Regional Continuity Model Arguments
Fossil evidence also is used to support the regional continuity model. Its advocates claim that there has been a continuity of some anatomical traits from archaic humans to modern humans in Europe and Asia. In other words, the Asian and European physical characteristics have antiquity in these regions going back over 100,000 years. They point to the fact that many Europeans have relatively heavy brow ridges and a high angle of their noses reminiscent of Neandertals. Similarly, it is claimed that some Chinese facial characteristics can be seen in an Asian archaic human fossil from Jinniushan dating to 200,000 years ago.

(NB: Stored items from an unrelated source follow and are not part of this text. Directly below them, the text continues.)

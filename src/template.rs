//! Declarative templates for paths, query structures, and bodies.
//!
//! A template is the declared shape with named placeholders still in it.
//! Placeholder extraction happens once at route-compile time; rendering
//! binds caller arguments (and instance providers, for paths) per call.

use crate::client::Scope;
use crate::error::{Error, Result};
use crate::value::wire_text;
use indexmap::IndexMap;
use serde_json::Value;

/// One piece of a path template.
///
/// `:name` binds a caller argument; `{name}` evaluates a named provider on
/// the client instance. Both are percent-encoded when rendered.
#[derive(Debug, Clone, PartialEq, Eq)]
pub enum PathPart {
    Literal(String),
    Param(String),
    Method(String),
}

#[derive(Debug, Clone, PartialEq, Eq)]
pub struct PathTemplate {
    parts: Vec<PathPart>,
}

impl PathTemplate {
    /// Parses a path template, returning it with the caller-bound
    /// parameter names in order of appearance.
    pub fn parse(path: &str) -> Result<(Self, Vec<String>)> {
        let mut parts = Vec::new();
        let mut params = Vec::new();
        let mut literal = String::new();
        let mut chars = path.char_indices().peekable();

        while let Some((_, ch)) = chars.next() {
            match ch {
                ':' => {
                    let name = take_ident(&mut chars);
                    if name.is_empty() {
                        literal.push(':');
                    } else {
                        flush_literal(&mut parts, &mut literal);
                        params.push(name.clone());
                        parts.push(PathPart::Param(name));
                    }
                }
                '{' => {
                    let name = take_ident(&mut chars);
                    match chars.peek() {
                        Some(&(_, '}')) if !name.is_empty() => {
                            chars.next();
                            flush_literal(&mut parts, &mut literal);
                            parts.push(PathPart::Method(name));
                        }
                        _ => {
                            return Err(Error::Config(format!(
                                "unterminated `{{` placeholder in path `{path}`"
                            )))
                        }
                    }
                }
                _ => literal.push(ch),
            }
        }
        flush_literal(&mut parts, &mut literal);
        Ok((Self { parts }, params))
    }

    /// Substitutes caller arguments and instance providers, escaping each
    /// substituted value for URL-path safety.
    pub(crate) fn render(
        &self,
        route: &str,
        args: &IndexMap<String, Value>,
        scope: &Scope<'_>,
    ) -> Result<String> {
        let mut out = String::new();
        for part in &self.parts {
            match part {
                PathPart::Literal(text) => out.push_str(text),
                PathPart::Param(name) => {
                    let value = args.get(name).ok_or_else(|| Error::MissingArgument {
                        route: route.to_string(),
                        name: name.clone(),
                    })?;
                    out.push_str(&urlencoding::encode(&wire_text(value)));
                }
                PathPart::Method(name) => {
                    let value = scope.eval_provider(name)?;
                    out.push_str(&urlencoding::encode(&wire_text(&value)));
                }
            }
        }
        Ok(out)
    }
}

fn flush_literal(parts: &mut Vec<PathPart>, literal: &mut String) {
    if !literal.is_empty() {
        parts.push(PathPart::Literal(std::mem::take(literal)));
    }
}

fn take_ident(chars: &mut std::iter::Peekable<std::str::CharIndices<'_>>) -> String {
    let mut name = String::new();
    while let Some(&(_, ch)) = chars.peek() {
        if ch.is_ascii_alphanumeric() || ch == '_' {
            name.push(ch);
            chars.next();
        } else {
            break;
        }
    }
    name
}

/// A piece of an interpolated template string.
#[derive(Debug, Clone, PartialEq, Eq)]
pub enum InterpPart {
    Text(String),
    Param(String),
}

/// A query or body template: the declared structure with placeholders.
#[derive(Debug, Clone)]
pub enum Template {
    Map(Vec<(String, Template)>),
    Seq(Vec<Template>),
    Literal(Value),
    /// A `":name"` string value: the whole slot binds one caller argument.
    Param(String),
    /// A string containing `{name}` references, rendered by substitution.
    Interp(Vec<InterpPart>),
}

impl Template {
    /// Builds a template from a declared JSON-shaped structure.
    ///
    /// String values of the form `":name"` become parameters; strings
    /// containing `{name}` become interpolations. A literal leading colon
    /// can be written as `"::"`.
    #[must_use]
    pub fn from_value(value: &Value) -> Self {
        match value {
            Value::Object(map) => Self::Map(
                map.iter()
                    .map(|(k, v)| (k.clone(), Self::from_value(v)))
                    .collect(),
            ),
            Value::Array(list) => Self::Seq(list.iter().map(Self::from_value).collect()),
            Value::String(s) => from_string(s),
            other => Self::Literal(other.clone()),
        }
    }

    /// Collects parameter names first-seen, depth-first.
    pub(crate) fn collect_params(&self, out: &mut Vec<String>) {
        match self {
            Self::Map(entries) => {
                for (_, template) in entries {
                    template.collect_params(out);
                }
            }
            Self::Seq(items) => {
                for template in items {
                    template.collect_params(out);
                }
            }
            Self::Param(name) => push_unique(out, name),
            Self::Interp(parts) => {
                for part in parts {
                    if let InterpPart::Param(name) = part {
                        push_unique(out, name);
                    }
                }
            }
            Self::Literal(_) => {}
        }
    }

    /// Binds caller arguments, producing the concrete structure.
    pub(crate) fn render(&self, route: &str, args: &IndexMap<String, Value>) -> Result<Value> {
        match self {
            Self::Map(entries) => {
                let mut map = serde_json::Map::new();
                for (key, template) in entries {
                    map.insert(key.clone(), template.render(route, args)?);
                }
                Ok(Value::Object(map))
            }
            Self::Seq(items) => {
                let mut list = Vec::with_capacity(items.len());
                for template in items {
                    list.push(template.render(route, args)?);
                }
                Ok(Value::Array(list))
            }
            Self::Literal(value) => Ok(value.clone()),
            Self::Param(name) => args.get(name).cloned().ok_or_else(|| Error::MissingArgument {
                route: route.to_string(),
                name: name.clone(),
            }),
            Self::Interp(parts) => {
                let mut out = String::new();
                for part in parts {
                    match part {
                        InterpPart::Text(text) => out.push_str(text),
                        InterpPart::Param(name) => {
                            let value = args.get(name).ok_or_else(|| Error::MissingArgument {
                                route: route.to_string(),
                                name: name.clone(),
                            })?;
                            out.push_str(&wire_text(value));
                        }
                    }
                }
                Ok(Value::String(out))
            }
        }
    }
}

fn from_string(s: &str) -> Template {
    if let Some(rest) = s.strip_prefix(':') {
        if let Some(escaped) = rest.strip_prefix(':') {
            return interp_or_literal(&format!(":{escaped}"));
        }
        if is_identifier(rest) {
            return Template::Param(rest.to_string());
        }
    }
    interp_or_literal(s)
}

fn interp_or_literal(s: &str) -> Template {
    let mut parts = Vec::new();
    let mut text = String::new();
    let mut rest = s;
    let mut found = false;

    while let Some(open) = rest.find('{') {
        if let Some(close) = rest[open..].find('}') {
            let name = &rest[open + 1..open + close];
            if is_identifier(name) {
                found = true;
                text.push_str(&rest[..open]);
                if !text.is_empty() {
                    parts.push(InterpPart::Text(std::mem::take(&mut text)));
                }
                parts.push(InterpPart::Param(name.to_string()));
                rest = &rest[open + close + 1..];
                continue;
            }
        }
        text.push_str(&rest[..=open]);
        rest = &rest[open + 1..];
    }

    if !found {
        return Template::Literal(Value::String(s.to_string()));
    }
    text.push_str(rest);
    if !text.is_empty() {
        parts.push(InterpPart::Text(text));
    }
    Template::Interp(parts)
}

fn push_unique(out: &mut Vec<String>, name: &str) {
    if !out.iter().any(|existing| existing == name) {
        out.push(name.to_string());
    }
}

pub(crate) fn is_identifier(s: &str) -> bool {
    let mut chars = s.chars();
    chars.next().is_some_and(|c| c.is_ascii_alphabetic() || c == '_')
        && chars.all(|c| c.is_ascii_alphanumeric() || c == '_')
}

Like Homo erectus, East Asians today commonly have shovel-shaped incisors while Africans and Europeans rarely do. This supports the contention of direct genetic links between Asian Homo erectus and modern Asians. Alan Thorne of the Australian National University believes that Australian aborigines click this icon to hear the preceding term pronounced share key skeletal and dental traits with pre-modern people who inhabited Indonesia at least 100,000 years ago. The implication is that there was no replacement by modern humans from Africa 60,000-40,000 years ago. However, the evidence does not rule out gene flow from African populations to Europe and Asia at that time and before. David Frayer, of the University of Kansas, believes that a number of European fossils from the last 50,000 years have characteristics that are the result of archaic and modern humans interbreeding.
Assimilation Model
It is apparent that both the complete replacement and the regional continuity models have difficulty accounting for all of the fossil and genetic data. What has emerged is a new hypothesis known as the assimilation (or partial replacement) model. It takes a middle ground and incorporates both of the old models. Gunter Brauer, of the University of Hamburg in Germany, proposes that the first modern humans did evolve in Africa, but when they migrated into other regions they did not simply replace existing human populations. Rather, they interbred to a limited degree with late archaic humans resulting in hybrid populations. In Europe, for instance, the first modern humans appear in the archaeological record rather suddenly around 45-40,000 years ago. The abruptness of the appearance of these Cro-Magnon people could be explained by their migrating into the region from Africa via an eastern Mediterranean coastal route. They apparently shared Europe with Neandertals for another 12,000 years or more. During this long time period, it is argued that interbreeding occurred and that the partially hybridized predominantly Cro-Magnon population ultimately became modern Europeans. In 2003, a discovery was made in a Romanian cave named Pestera cu Oase that supports this hypothesis. It was a partial skeleton of a 15-16 year old male Homo sapiens who lived about 30,000 years ago or a bit earlier. He had a mix of old and new anatomical features. The skull had characteristics of both modern and archaic humans. This could be explained as the result of interbreeding with Neandertals according to Erik Trinkaus of Washington University in St. Louis. Alan Templeton, also of Washington University, reported that a computer-based analysis of 10 different human DNA sequences indicates that there has been interbreeding between people living in Asia, Europe, and Africa for at least 600,000 years. This is consistent with the hypothesis that humans expanded again and again out of Africa and that these emigrants interbred with existing populations in Asia and Europe. It is also possible that migrations were not only in one direction--people could have migrated into Africa as well. If interbreeding occurred, it may have been a rare event. This is supported by the fact that most skeletons of Neandertals and Cro-Magnon people do not show hybrid characteristics.